*** Provided data Section Begins ***

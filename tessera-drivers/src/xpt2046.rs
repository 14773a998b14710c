//! XPT2046 resistive touch controller
//!
//! Each conversion is a control byte followed by a 16-bit read holding a
//! 12-bit sample. A touch is accepted when the pressure estimate from the
//! Z1/Z2 plates clears a threshold; X and Y are then sampled three times
//! and the two closest samples averaged.

use embedded_hal::digital::InputPin;
use embedded_hal::spi::{Operation, SpiDevice};

use tessera_core::touch::RawPoint;
use tessera_core::traits::{BusError, TouchSensor};

/// Control bytes (differential reference, 12-bit, PENIRQ disabled while sampling)
mod cmd {
    pub const X: u8 = 0x91;
    pub const Y: u8 = 0xD1;
    pub const Z1: u8 = 0xB1;
    pub const Z2: u8 = 0xC1;
    /// Last conversion; powers down and re-enables PENIRQ
    pub const Y_POWER_DOWN: u8 = 0xD0;
}

const ADC_MAX: u16 = 4095;

/// Minimum pressure estimate for a touch
pub const DEFAULT_PRESSURE_THRESHOLD: u16 = 400;

/// Mapping from controller axes to panel axes
#[derive(Debug, Clone, Copy, PartialEq, Eq)]
#[cfg_attr(feature = "defmt", derive(defmt::Format))]
pub enum TouchRotation {
    Portrait,
    Landscape,
    PortraitFlipped,
    LandscapeFlipped,
}

impl TouchRotation {
    fn apply(&self, x: u16, y: u16) -> RawPoint {
        match self {
            TouchRotation::Portrait => RawPoint {
                x: ADC_MAX - y,
                y: x,
            },
            TouchRotation::Landscape => RawPoint { x, y },
            TouchRotation::PortraitFlipped => RawPoint {
                x: y,
                y: ADC_MAX - x,
            },
            TouchRotation::LandscapeFlipped => RawPoint {
                x: ADC_MAX - x,
                y: ADC_MAX - y,
            },
        }
    }
}

/// XPT2046 driver
///
/// `IRQ` is the active-low PENIRQ line; it is checked first so an idle
/// panel costs no SPI traffic.
pub struct Xpt2046<SPI, IRQ> {
    spi: SPI,
    irq: IRQ,
    rotation: TouchRotation,
    pressure_threshold: u16,
}

impl<SPI, IRQ> Xpt2046<SPI, IRQ>
where
    SPI: SpiDevice,
    IRQ: InputPin,
{
    pub fn new(spi: SPI, irq: IRQ, rotation: TouchRotation) -> Self {
        Self {
            spi,
            irq,
            rotation,
            pressure_threshold: DEFAULT_PRESSURE_THRESHOLD,
        }
    }

    pub fn set_pressure_threshold(&mut self, threshold: u16) {
        self.pressure_threshold = threshold;
    }

    fn convert(&mut self, command: u8) -> Result<u16, BusError> {
        let mut rx = [0u8; 2];
        self.spi
            .transaction(&mut [Operation::Write(&[command]), Operation::Read(&mut rx)])
            .map_err(|_| BusError::Communication)?;
        Ok((u16::from_be_bytes(rx) >> 3) & ADC_MAX)
    }

    /// Pressure estimate, higher is firmer
    fn pressure(&mut self) -> Result<u16, BusError> {
        let z1 = self.convert(cmd::Z1)?;
        let z2 = self.convert(cmd::Z2)?;
        Ok((z1 + ADC_MAX).saturating_sub(z2))
    }

    fn sample(&mut self) -> Result<RawPoint, BusError> {
        // First X conversion after the Z plates settle is noisy
        self.convert(cmd::X)?;

        let mut xs = [0u16; 3];
        let mut ys = [0u16; 3];
        for i in 0..3 {
            xs[i] = self.convert(cmd::X)?;
            ys[i] = if i == 2 {
                self.convert(cmd::Y_POWER_DOWN)?
            } else {
                self.convert(cmd::Y)?
            };
        }

        Ok(self
            .rotation
            .apply(best_two_average(xs), best_two_average(ys)))
    }
}

/// Average of the two closest samples
fn best_two_average([a, b, c]: [u16; 3]) -> u16 {
    let ab = a.abs_diff(b);
    let ac = a.abs_diff(c);
    let bc = b.abs_diff(c);

    if ab <= ac && ab <= bc {
        (a + b) / 2
    } else if ac <= ab && ac <= bc {
        (a + c) / 2
    } else {
        (b + c) / 2
    }
}

impl<SPI, IRQ> TouchSensor for Xpt2046<SPI, IRQ>
where
    SPI: SpiDevice,
    IRQ: InputPin,
{
    fn poll(&mut self) -> Result<Option<RawPoint>, BusError> {
        if self.irq.is_high().map_err(|_| BusError::Pin)? {
            return Ok(None);
        }
        if self.pressure()? < self.pressure_threshold {
            return Ok(None);
        }
        self.sample().map(Some)
    }
}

*** Provided data Section Ends ***

| The problem |
Copy every line from the records that holds the string "PENIRQ".

| Exercise output |
/// Control bytes (differential reference, 12-bit, PENIRQ disabled while sampling)
    /// Last conversion; powers down and re-enables PENIRQ
/// `IRQ` is the active-low PENIRQ line; it is checked first so an idle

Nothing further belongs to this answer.